New Antibody EIA

NEW: MVista® Coccidioides Antibody IgG IgM EIA

Improve Coccidioidomycosis Diagnosis with a New, More Sensitive, Anti-Coccidioides Antibody Enzyme Immunoassay

CLINICAL BACKGROUND

Coccidioidomycosis is endemic to the southwestern United States, northern Mexico and regions of Central and South America. Coccidioidomycosis often presents as community acquired pneumonia (CAP) and is estimated to be the cause of 15-30% of such infections in endemic areas. However, infections can range from asymptomatic to life-threatening, or acute pulmonary disease. Serology is the most common technique used for diagnosis, specifically the detection of IgG and IgM antibodies by immunodiffusion (ID) and enzyme immunoassay (EIA), followed by IgG quantification by complement fixation (CF). CF and ID are time consuming and laborious methods for laboratories, with turnaround times between 2 and 6 days. False negative results may occur in all of the antibody tests, especially in immunocompromised patients.

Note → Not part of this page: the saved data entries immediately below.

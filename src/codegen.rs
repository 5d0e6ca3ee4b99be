//! Loader-module code generation
//!
//! The write phase emits one wrapper module per recorded template. The
//! module skeleton is itself a Handlebars template; substituted fragments
//! are validated before emission so the output always parses.

use handlebars::Handlebars;
use serde::Serialize;
use tracing::debug;

use crate::engine::Precompiled;
use crate::error::{EngineError, WriteError};

/// Bump when the skeleton or the embedded registration source changes shape
pub const MODULE_SKELETON_VERSION: u32 = 1;

/// Emitted module shape. The id scheme, the `handlebars` dependency, and
/// the three-statement body are a compatibility surface for downstream
/// loaders and must not change.
pub const MODULE_SKELETON: &str = r#"define("{{plugin}}!{{module}}", ["handlebars"], function(Handlebars) {
   var t = Handlebars.template({{{fn}}})
   var partialFunction = {{{partial_fn}}}
   partialFunction("{{module}}", t)
   return t
})
"#;

/// Partial-registration logic carried verbatim inside every emitted module
/// so the output stays self-contained. Must agree with [`crate::partials`].
pub const PARTIAL_REGISTRATION_SOURCE: &str = r#"function(name, template) {
   var segments = name.split("/")
   var start = 0
   while (start < segments.length - 1 && (segments[start] === "templates" || segments[start] === "partials")) {
      start += 1
   }
   var kept = segments.slice(start)
   var leaf = kept[kept.length - 1]
   if (leaf.charAt(0) !== "_") {
      return
   }
   kept[kept.length - 1] = leaf.slice(1)
   Handlebars.registerPartial(kept.join("."), template)
}"#;

#[derive(Serialize)]
struct SkeletonContext<'a> {
    plugin: &'a str,
    module: &'a str,
    #[serde(rename = "fn")]
    fn_source: &'a str,
    partial_fn: &'a str,
}

/// Plugin identifiers: ASCII alphanumeric plus `_` and `-`
pub fn valid_plugin_name(name: &str) -> bool {
    !name.is_empty() && name.chars().all(|c| c.is_ascii_alphanumeric() || c == '_' || c == '-')
}

/// Module paths additionally allow `.` and `/`
pub fn valid_module_path(path: &str) -> bool {
    !path.is_empty()
        && path
            .chars()
            .all(|c| c.is_ascii_alphanumeric() || matches!(c, '_' | '-' | '.' | '/'))
}

/// Render the wrapper module for one recorded template
pub fn render_module(plugin: &str, module: &str, envelope: &Precompiled) -> Result<String, WriteError> {
    debug!(%plugin, %module, "render_module: called");
    if !valid_plugin_name(plugin) {
        return Err(WriteError::InvalidPluginName { name: plugin.to_string() });
    }
    if !valid_module_path(module) {
        return Err(WriteError::InvalidModulePath { path: module.to_string() });
    }

    let fn_source = envelope.to_embedded()?;
    check_template_fragment(&fn_source)?;
    check_function_fragment(PARTIAL_REGISTRATION_SOURCE)?;

    let hbs = Handlebars::new();
    let context = SkeletonContext {
        plugin,
        module,
        fn_source: &fn_source,
        partial_fn: PARTIAL_REGISTRATION_SOURCE,
    };
    let rendered = hbs
        .render_template(MODULE_SKELETON, &context)
        .map_err(EngineError::from)?;
    Ok(rendered)
}

fn check_template_fragment(fragment: &str) -> Result<(), WriteError> {
    if let Err(e) = serde_json::from_str::<serde_json::Value>(fragment) {
        return Err(WriteError::MalformedFragment {
            what: "template",
            reason: e.to_string(),
        });
    }
    Ok(())
}

fn check_function_fragment(fragment: &str) -> Result<(), WriteError> {
    if !fragment.starts_with("function") {
        return Err(WriteError::MalformedFragment {
            what: "registration",
            reason: "not a function expression".to_string(),
        });
    }
    balanced(fragment).map_err(|reason| WriteError::MalformedFragment {
        what: "registration",
        reason,
    })
}

/// String-aware balance check over `()` and `{}`
fn balanced(source: &str) -> Result<(), String> {
    let mut parens: i64 = 0;
    let mut braces: i64 = 0;
    let mut quote: Option<char> = None;
    let mut escaped = false;

    for c in source.chars() {
        if let Some(q) = quote {
            if escaped {
                escaped = false;
            } else if c == '\\' {
                escaped = true;
            } else if c == q {
                quote = None;
            }
            continue;
        }
        match c {
            '"' | '\'' => quote = Some(c),
            '(' => parens += 1,
            ')' => parens -= 1,
            '{' => braces += 1,
            '}' => braces -= 1,
            _ => {}
        }
        if parens < 0 || braces < 0 {
            return Err("unexpected closing delimiter".to_string());
        }
    }

    if quote.is_some() {
        return Err("unterminated string literal".to_string());
    }
    if parens != 0 || braces != 0 {
        return Err("unbalanced delimiters".to_string());
    }
    Ok(())
}
#[cfg(test)]
mod tests {
    use std::sync::atomic::{AtomicUsize, Ordering};

    use serde_json::json;
    use tempfile::TempDir;

    use super::*;
    use crate::error::FetchError;
    use crate::fetch::{IdentityResolver, MapFetcher};

    fn plugin_with(entries: &[(&str, &str)]) -> HbPlugin {
        let mut fetcher = MapFetcher::new();
        for &(name, source) in entries {
            fetcher.insert(name, source);
        }
        HbPlugin::new(Arc::new(fetcher))
    }

    fn discard() -> OnLoad {
        Box::new(|_| {})
    }

    #[test]
    fn test_plugin_name() {
        let plugin = plugin_with(&[]);
        assert_eq!(plugin.name(), "hb");
    }

    #[tokio::test]
    async fn test_load_applies_default_extension() {
        let plugin = plugin_with(&[("widgets/button.tpl", "<p>{{title}}</p>")]);
        let config = PluginConfig::runtime();

        let result = plugin.load("widgets/button", &IdentityResolver, discard(), &config).await;

        assert!(result.is_ok());
        assert!(plugin.engine().has_template("widgets/button"));
    }

    #[tokio::test]
    async fn test_load_applies_custom_extension() {
        let plugin = plugin_with(&[("widgets/button.hbs", "<p>{{title}}</p>")]);
        let mut config = PluginConfig::runtime();
        config.hb.template_extension = TemplateExtension::Suffix(".hbs".to_string());

        let result = plugin.load("widgets/button", &IdentityResolver, discard(), &config).await;

        assert!(result.is_ok());
    }

    #[tokio::test]
    async fn test_load_null_extension_fetches_unmodified() {
        let plugin = plugin_with(&[("widgets/button", "<p>{{title}}</p>")]);
        let mut config = PluginConfig::runtime();
        config.hb.template_extension = TemplateExtension::None;

        let result = plugin.load("widgets/button", &IdentityResolver, discard(), &config).await;

        assert!(result.is_ok());
    }

    #[tokio::test]
    async fn test_on_load_called_exactly_once_with_renderable_template() {
        let plugin = plugin_with(&[("a/b.tpl", "<p>{{title}}</p>")]);
        let calls = Arc::new(AtomicUsize::new(0));
        let seen = calls.clone();
        let on_load: OnLoad = Box::new(move |template| {
            seen.fetch_add(1, Ordering::SeqCst);
            assert_eq!(template.module(), "a/b");
            let html = template.render(&json!({"title": "hi"})).unwrap();
            assert_eq!(html, "<p>hi</p>");
        });

        plugin.load("a/b", &IdentityResolver, on_load, &PluginConfig::runtime()).await.unwrap();

        assert_eq!(calls.load(Ordering::SeqCst), 1);
    }

    #[tokio::test]
    async fn test_fetch_failure_propagates_without_on_load() {
        let plugin = plugin_with(&[]);
        let calls = Arc::new(AtomicUsize::new(0));
        let seen = calls.clone();
        let on_load: OnLoad = Box::new(move |_| {
            seen.fetch_add(1, Ordering::SeqCst);
        });

        let result = plugin.load("missing", &IdentityResolver, on_load, &PluginConfig::runtime()).await;

        match result {
            Err(LoadError::Fetch(e)) => assert!(e.is_not_found()),
            other => panic!("Expected fetch error, got {:?}", other),
        }
        assert_eq!(calls.load(Ordering::SeqCst), 0);
    }

    #[tokio::test]
    async fn test_compile_failure_propagates_without_on_load() {
        let plugin = plugin_with(&[("bad.tpl", "{{#if flag}}no closing tag")]);
        let calls = Arc::new(AtomicUsize::new(0));
        let seen = calls.clone();
        let on_load: OnLoad = Box::new(move |_| {
            seen.fetch_add(1, Ordering::SeqCst);
        });

        let result = plugin.load("bad", &IdentityResolver, on_load, &PluginConfig::runtime()).await;

        assert!(matches!(result, Err(LoadError::Engine(_))));
        assert_eq!(calls.load(Ordering::SeqCst), 0);
    }

    #[tokio::test]
    async fn test_build_mode_records_precompiled_entry() {
        let plugin = plugin_with(&[("a/b.tpl", "<p>{{title}}</p>")]);

        plugin.load("a/b", &IdentityResolver, discard(), &PluginConfig::build()).await.unwrap();

        let envelope = plugin.build_map().get("a/b").unwrap();
        assert_eq!(envelope.module, "a/b");
        assert_eq!(envelope.source, "<p>{{title}}</p>");
    }

    #[tokio::test]
    async fn test_runtime_mode_skips_build_map() {
        let plugin = plugin_with(&[("a/b.tpl", "<p>{{title}}</p>")]);

        plugin.load("a/b", &IdentityResolver, discard(), &PluginConfig::runtime()).await.unwrap();

        assert!(plugin.build_map().is_empty());
    }

    #[tokio::test]
    async fn test_invalid_template_leaves_build_map_unpopulated() {
        let plugin = plugin_with(&[("bad.tpl", "{{#each items}}")]);

        let result = plugin.load("bad", &IdentityResolver, discard(), &PluginConfig::build()).await;

        assert!(result.is_err());
        assert!(plugin.build_map().is_empty());
    }

    #[tokio::test]
    async fn test_load_partial_registers_alias() {
        let plugin = plugin_with(&[("partials/_item.tpl", "<li>{{name}}</li>")]);

        plugin
            .load("partials/_item", &IdentityResolver, discard(), &PluginConfig::runtime())
            .await
            .unwrap();

        assert!(plugin.engine().has_template("item"));

        plugin
            .engine()
            .compile("page", "<ul>{{#each items}}{{> item}}{{/each}}</ul>")
            .unwrap();
        let html = plugin
            .engine()
            .render("page", &json!({"items": [{"name": "a"}, {"name": "b"}]}))
            .unwrap();
        assert_eq!(html, "<ul><li>a</li><li>b</li></ul>");
    }

    #[tokio::test]
    async fn test_non_partial_registers_no_alias() {
        let plugin = plugin_with(&[("widgets/button.tpl", "<p>{{title}}</p>")]);

        plugin
            .load("widgets/button", &IdentityResolver, discard(), &PluginConfig::runtime())
            .await
            .unwrap();

        assert!(!plugin.engine().has_template("button"));
    }

    #[test]
    fn test_write_without_entry_is_noop() {
        let plugin = plugin_with(&[]);
        let mut sink = StringSink::new();

        plugin.write("hb", "never/loaded", &mut sink).unwrap();

        assert_eq!(sink.emit_count(), 0);
    }

    #[tokio::test]
    async fn test_write_emits_recorded_module_exactly_once() {
        let plugin = plugin_with(&[("a/b.tpl", "<p>{{title}}</p>")]);
        plugin.load("a/b", &IdentityResolver, discard(), &PluginConfig::build()).await.unwrap();

        let mut sink = StringSink::new();
        plugin.write("hb", "a/b", &mut sink).unwrap();

        assert_eq!(sink.emit_count(), 1);
        assert!(sink.modules()[0].contains("define(\"hb!a/b\""));
    }

    #[tokio::test]
    async fn test_write_rejects_bad_plugin_name() {
        let plugin = plugin_with(&[("a/b.tpl", "<p>{{title}}</p>")]);
        plugin.load("a/b", &IdentityResolver, discard(), &PluginConfig::build()).await.unwrap();

        let mut sink = StringSink::new();
        let result = plugin.write("h b!", "a/b", &mut sink);

        assert!(matches!(result, Err(WriteError::InvalidPluginName { .. })));
        assert_eq!(sink.emit_count(), 0);
    }

    #[test]
    fn test_extension_apply() {
        let default = TemplateExtension::default();
        assert_eq!(default.apply("widgets/button"), "widgets/button.tpl");

        let custom = TemplateExtension::Suffix(".hbs".to_string());
        assert_eq!(custom.apply("widgets/button"), "widgets/button.hbs");

        assert_eq!(TemplateExtension::None.apply("widgets/button"), "widgets/button");
    }

    #[test]
    fn test_plugin_config_defaults() {
        let config: PluginConfig = serde_yaml::from_str("{}").unwrap();

        assert_eq!(config.mode, LoadMode::Runtime);
        assert_eq!(
            config.hb.template_extension,
            TemplateExtension::Suffix(".tpl".to_string())
        );
    }

    #[test]
    fn test_plugin_config_null_extension() {
        let yaml = "mode: build\nhb:\n  template-extension: null\n";
        let config: PluginConfig = serde_yaml::from_str(yaml).unwrap();

        assert!(config.mode.is_build());
        assert_eq!(config.hb.template_extension, TemplateExtension::None);
    }

    #[test]
    fn test_plugin_config_accepts_camel_case_alias() {
        let yaml = "hb:\n  templateExtension: \".hbs\"\n";
        let config: PluginConfig = serde_yaml::from_str(yaml).unwrap();

        assert_eq!(
            config.hb.template_extension,
            TemplateExtension::Suffix(".hbs".to_string())
        );
    }

    #[test]
    fn test_plugin_config_round_trips() {
        let mut config = PluginConfig::build();
        config.hb.template_extension = TemplateExtension::None;

        let yaml = serde_yaml::to_string(&config).unwrap();
        let back: PluginConfig = serde_yaml::from_str(&yaml).unwrap();

        assert_eq!(back, config);
    }

    #[test]
    fn test_string_sink_collects_in_order() {
        let mut sink = StringSink::new();
        sink.emit("first").unwrap();
        sink.emit("second").unwrap();

        assert_eq!(sink.modules(), ["first", "second"]);
    }

    #[test]
    fn test_file_sink_appends_across_emits() {
        let dir = TempDir::new().unwrap();
        let path = dir.path().join("out").join("bundle.js");
        let mut sink = FileSink::new(&path);
        assert!(!sink.wrote());

        sink.emit("first\n").unwrap();
        sink.emit("second\n").unwrap();

        assert!(sink.wrote());
        let content = fs::read_to_string(&path).unwrap();
        assert_eq!(content, "first\nsecond\n");
    }

    #[test]
    fn test_file_sink_truncates_previous_bundle() {
        let dir = TempDir::new().unwrap();
        let path = dir.path().join("bundle.js");
        fs::write(&path, "stale").unwrap();

        let mut sink = FileSink::new(&path);
        sink.emit("fresh\n").unwrap();

        assert_eq!(fs::read_to_string(&path).unwrap(), "fresh\n");
    }

    #[test]
    fn test_fetch_error_kind_helper() {
        let err = FetchError::NotFound {
            resource: "x".to_string(),
        };
        assert!(err.is_not_found());
    }
}
//! Partial detection and name derivation from module paths
//!
//! A template is a partial when the final path segment starts with `_`.
//! The derived name drops leading `templates`/`partials` segments, strips
//! the underscore marker, and joins the rest with dots, so
//! `templates/foo/_bar` registers as `foo.bar`.

/// Check whether a module path names a partial template
pub fn is_partial(module: &str) -> bool {
    final_segment(module).starts_with('_')
}

/// Derive the partial name for a module path, or `None` for non-partials.
/// Only leading marker segments are dropped; interior segments named
/// `templates` or `partials` survive into the dotted name.
pub fn partial_name(module: &str) -> Option<String> {
    if !is_partial(module) {
        return None;
    }

    let segments: Vec<&str> = module.split('/').collect();
    let mut start = 0;
    while start < segments.len() - 1 && matches!(segments[start], "templates" | "partials") {
        start += 1;
    }

    let mut kept: Vec<&str> = segments[start..].to_vec();
    let last = kept.len() - 1;
    kept[last] = &kept[last][1..];
    Some(kept.join("."))
}

fn final_segment(module: &str) -> &str {
    match module.rfind('/') {
        Some(idx) => &module[idx + 1..],
        None => module,
    }
}
//! Integration Tests for API Endpoints
//!
//! Tests full request/response cycle for each endpoint.

use std::sync::Arc;
use std::thread::sleep;
use std::time::Duration;

use axum::{
    body::Body,
    http::{Request, StatusCode},
    response::Response,
    Router,
};
use serde_json::Value;
use tagcache::{api::create_router, backend::MemoryBackend, AppState, Cache};
use tower::ServiceExt;

// == Helper Functions ==

fn create_test_app() -> Router {
    let cache = Cache::new(Arc::new(MemoryBackend::new(100)));
    create_router(AppState::new(cache))
}

async fn body_to_json(body: Body) -> Value {
    let bytes = axum::body::to_bytes(body, usize::MAX).await.unwrap();
    tokio_test::assert_ok!(serde_json::from_slice(&bytes))
}

async fn send(app: &Router, method: &str, uri: &str, body: Option<&str>) -> Response {
    let builder = Request::builder().method(method).uri(uri);
    let request = match body {
        Some(json) => builder
            .header("content-type", "application/json")
            .body(Body::from(json.to_string()))
            .unwrap(),
        None => builder.body(Body::empty()).unwrap(),
    };
    app.clone().oneshot(request).await.unwrap()
}

// == SET Endpoint Tests ==

#[tokio::test]
async fn test_set_endpoint_success() {
    let app = create_test_app();

    let response = send(
        &app,
        "PUT",
        "/set",
        Some(r#"{"key":"test_key","value":"test_value"}"#),
    )
    .await;

    assert_eq!(response.status(), StatusCode::OK);
    let json = body_to_json(response.into_body()).await;
    assert!(json["message"].as_str().unwrap().contains("test_key"));
}

#[tokio::test]
async fn test_set_endpoint_with_ttl_and_tags() {
    let app = create_test_app();

    let response = send(
        &app,
        "PUT",
        "/set",
        Some(r#"{"key":"ttl_key","value":{"a":[1,2]},"ttl":60,"tags":["t1","t2"]}"#),
    )
    .await;

    assert_eq!(response.status(), StatusCode::OK);
}

// == GET Endpoint Tests ==

#[tokio::test]
async fn test_get_endpoint_success() {
    let app = create_test_app();

    let set_response = send(
        &app,
        "PUT",
        "/set",
        Some(r#"{"key":"user:1","value":{"name":"Ann","roles":["admin"]}}"#),
    )
    .await;
    assert_eq!(set_response.status(), StatusCode::OK);

    let get_response = send(&app, "GET", "/get/user:1", None).await;

    assert_eq!(get_response.status(), StatusCode::OK);
    let json = body_to_json(get_response.into_body()).await;
    assert_eq!(json["key"], "user:1");
    assert_eq!(json["value"]["name"], "Ann");
    assert_eq!(json["value"]["roles"][0], "admin");
}

#[tokio::test]
async fn test_get_endpoint_not_found() {
    let app = create_test_app();

    let response = send(&app, "GET", "/get/missing", None).await;

    assert_eq!(response.status(), StatusCode::NOT_FOUND);
    let json = body_to_json(response.into_body()).await;
    assert!(json.get("error").is_some());
}

// == DELETE Endpoint Tests ==

#[tokio::test]
async fn test_delete_endpoint_success() {
    let app = create_test_app();

    send(&app, "PUT", "/set", Some(r#"{"key":"gone","value":1}"#)).await;

    let response = send(&app, "DELETE", "/del/gone", None).await;
    assert_eq!(response.status(), StatusCode::OK);

    let response = send(&app, "GET", "/get/gone", None).await;
    assert_eq!(response.status(), StatusCode::NOT_FOUND);
}

#[tokio::test]
async fn test_delete_missing_key_is_ok() {
    let app = create_test_app();

    let response = send(&app, "DELETE", "/del/never_set", None).await;
    assert_eq!(response.status(), StatusCode::OK);
}

// == Invalidate Endpoint Tests ==

#[tokio::test]
async fn test_invalidate_endpoint_evicts_tagged_entries() {
    let app = create_test_app();

    send(
        &app,
        "PUT",
        "/set",
        Some(r#"{"key":"post1","value":"first","tags":["posts","user:1"]}"#),
    )
    .await;
    send(
        &app,
        "PUT",
        "/set",
        Some(r#"{"key":"post2","value":"second","tags":["posts"]}"#),
    )
    .await;
    send(
        &app,
        "PUT",
        "/set",
        Some(r#"{"key":"profile","value":"me","tags":["user:2"]}"#),
    )
    .await;

    let response = send(&app, "POST", "/invalidate", Some(r#"{"tags":["posts"]}"#)).await;
    assert_eq!(response.status(), StatusCode::OK);
    let json = body_to_json(response.into_body()).await;
    assert_eq!(json["tags"][0], "posts");

    for key in ["post1", "post2"] {
        let response = send(&app, "GET", &format!("/get/{}", key), None).await;
        assert_eq!(response.status(), StatusCode::NOT_FOUND, "{} should be invalid", key);
    }
    let response = send(&app, "GET", "/get/profile", None).await;
    assert_eq!(response.status(), StatusCode::OK);
}

#[tokio::test]
async fn test_reset_tagged_entry_is_valid_again() {
    let app = create_test_app();

    send(&app, "PUT", "/set", Some(r#"{"key":"k","value":1,"tags":["t"]}"#)).await;
    send(&app, "POST", "/invalidate", Some(r#"{"tags":["t"]}"#)).await;
    send(&app, "PUT", "/set", Some(r#"{"key":"k","value":2,"tags":["t"]}"#)).await;

    let response = send(&app, "GET", "/get/k", None).await;
    assert_eq!(response.status(), StatusCode::OK);
    let json = body_to_json(response.into_body()).await;
    assert_eq!(json["value"], 2);
}

#[tokio::test]
async fn test_invalidate_without_tags_rejected() {
    let app = create_test_app();

    let response = send(&app, "POST", "/invalidate", Some(r#"{"tags":[]}"#)).await;
    assert_eq!(response.status(), StatusCode::BAD_REQUEST);
}

// == Clear Endpoint Tests ==

#[tokio::test]
async fn test_clear_endpoint() {
    let app = create_test_app();

    send(&app, "PUT", "/set", Some(r#"{"key":"a","value":1}"#)).await;
    send(&app, "PUT", "/set", Some(r#"{"key":"b","value":2}"#)).await;

    let response = send(&app, "POST", "/clear", None).await;
    assert_eq!(response.status(), StatusCode::OK);

    for key in ["a", "b"] {
        let response = send(&app, "GET", &format!("/get/{}", key), None).await;
        assert_eq!(response.status(), StatusCode::NOT_FOUND);
    }
}

// == STATS Endpoint Tests ==

#[tokio::test]
async fn test_stats_endpoint() {
    let app = create_test_app();

    send(&app, "PUT", "/set", Some(r#"{"key":"s","value":"v"}"#)).await;
    send(&app, "GET", "/get/s", None).await;
    send(&app, "GET", "/get/nope", None).await;

    let response = send(&app, "GET", "/stats", None).await;
    assert_eq!(response.status(), StatusCode::OK);

    let json = body_to_json(response.into_body()).await;
    assert_eq!(json["hits"], 1);
    assert_eq!(json["misses"], 1);
    assert_eq!(json["writes"], 1);
    assert_eq!(json["tracked_entries"], 1);
    assert!((json["hit_rate"].as_f64().unwrap() - 0.5).abs() < 0.001);
}

// == HEALTH Endpoint Tests ==

#[tokio::test]
async fn test_health_endpoint() {
    let app = create_test_app();

    let response = send(&app, "GET", "/health", None).await;

    assert_eq!(response.status(), StatusCode::OK);
    let json = body_to_json(response.into_body()).await;
    assert_eq!(json["status"], "healthy");
    assert!(json.get("timestamp").is_some());
}

// == Error Response Tests ==

#[tokio::test]
async fn test_invalid_json_request() {
    let app = create_test_app();

    let response = send(&app, "PUT", "/set", Some(r#"{"invalid json"#)).await;

    assert!(
        response.status() == StatusCode::BAD_REQUEST
            || response.status() == StatusCode::UNPROCESSABLE_ENTITY
    );
}

#[tokio::test]
async fn test_empty_key_request() {
    let app = create_test_app();

    let response = send(&app, "PUT", "/set", Some(r#"{"key":"","value":"test"}"#)).await;

    assert_eq!(response.status(), StatusCode::BAD_REQUEST);
    let json = body_to_json(response.into_body()).await;
    assert!(json.get("error").is_some());
}

// == TTL Expiration via API Tests ==

#[tokio::test]
async fn test_ttl_expiration_via_api() {
    let app = create_test_app();

    let set_response = send(
        &app,
        "PUT",
        "/set",
        Some(r#"{"key":"ttl_test","value":"expires_soon","ttl":1}"#),
    )
    .await;
    assert_eq!(set_response.status(), StatusCode::OK);

    let get_response = send(&app, "GET", "/get/ttl_test", None).await;
    assert_eq!(get_response.status(), StatusCode::OK);

    sleep(Duration::from_millis(1100));

    let get_response = send(&app, "GET", "/get/ttl_test", None).await;
    assert_eq!(get_response.status(), StatusCode::NOT_FOUND);
}

#[tokio::test]
async fn test_non_positive_ttl_deletes() {
    let app = create_test_app();

    send(&app, "PUT", "/set", Some(r#"{"key":"neg","value":1}"#)).await;
    let response = send(&app, "PUT", "/set", Some(r#"{"key":"neg","value":2,"ttl":0}"#)).await;
    assert_eq!(response.status(), StatusCode::OK);

    let response = send(&app, "GET", "/get/neg", None).await;
    assert_eq!(response.status(), StatusCode::NOT_FOUND);
}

The sensitivity of the two commercial antibody detection EIAs was estimated to be between 68% and 72% (Suneshine, R ICAAC 2014).

CDC-Cocci-EndemicAreasMap

RESULTS

While MiraVista Diagnostics’ MVista® Coccidioides Antigen EIA has demonstrated sensitivity between 70% and 87% in immunocompromised patients and those with severe disease, improved antibody detection could increase the sensitivity for diagnosis of the cases that are falsely-negative in the antigen assay and the currently available antibody assays, especially in patients with moderate to mild disease, allowing for earlier diagnosis and treatment. In 2016, MiraVista Diagnostics developed the MVista® Coccidioides Antibody IgG IgM EIA to offer clinicians a more rapid and accurate testing method for coccidioidomycosis. The new assay has demonstrated a sensitivity of 88.3% in either IgG or IgM antibody, which is significantly higher than other commercially available tests, and specificity of 91.8%.

The EIA was positive in 31 of 41 (76%) cases in which the ID was negative. The EIA was positive in 60 of 61 cases in which the ID was positive, and was intermediate in that case. The EIA was positive in 18 of 20 (90%) cases in which the CF was negative. The EIA was positive in 39 of 41 cases in which the CF was positive, and was intermediate in the remaining 2 cases. The CF titer was less than 1:2 in one and 1:2 in the other EIA intermediate cases.

Cross-reactivity can be resolved by consideration of epidemiological factors and comparing results in the Coccidioides antibody EIA and the Histoplasma or Blastomyces antibody EIA: in the appropriate epidemiological setting, the higher antibody level is likely to indicate the correct diagnosis.

Anti-Coccidioides IgG Detection in Serum Specimens

IgG-EU-Cocci-Graph

The cut-off for antibody detection (10EU) is indicated by the dashed line and the number of negative samples is indicated underneath the line. The sensitivity was 87.4% and specificity was 91.8% for detection of IgG antibodies. IgM antibodies, which are thought to be more common in acute coccidioidomycosis, were detected in 61.2% of cases.

 

CONCLUSIONS

The new MVista® Coccidioides Antibody IgG IgM EIA offers significant improvements in the diagnosis of coccidioidomycosis. It is a reliable method for detecting anti-Coccidioides antibodies and it is more sensitive than ID and CF antibody detection as well as other commercially-available EIAs. Additionally, MVista® Coccidioides Antibody EIA complements the MVista® Coccidioides Antigen EIA by helping clinicians accurately identify and quickly diagnose patients with coccidioidomycosis, from moderate and mild cases to severe disease.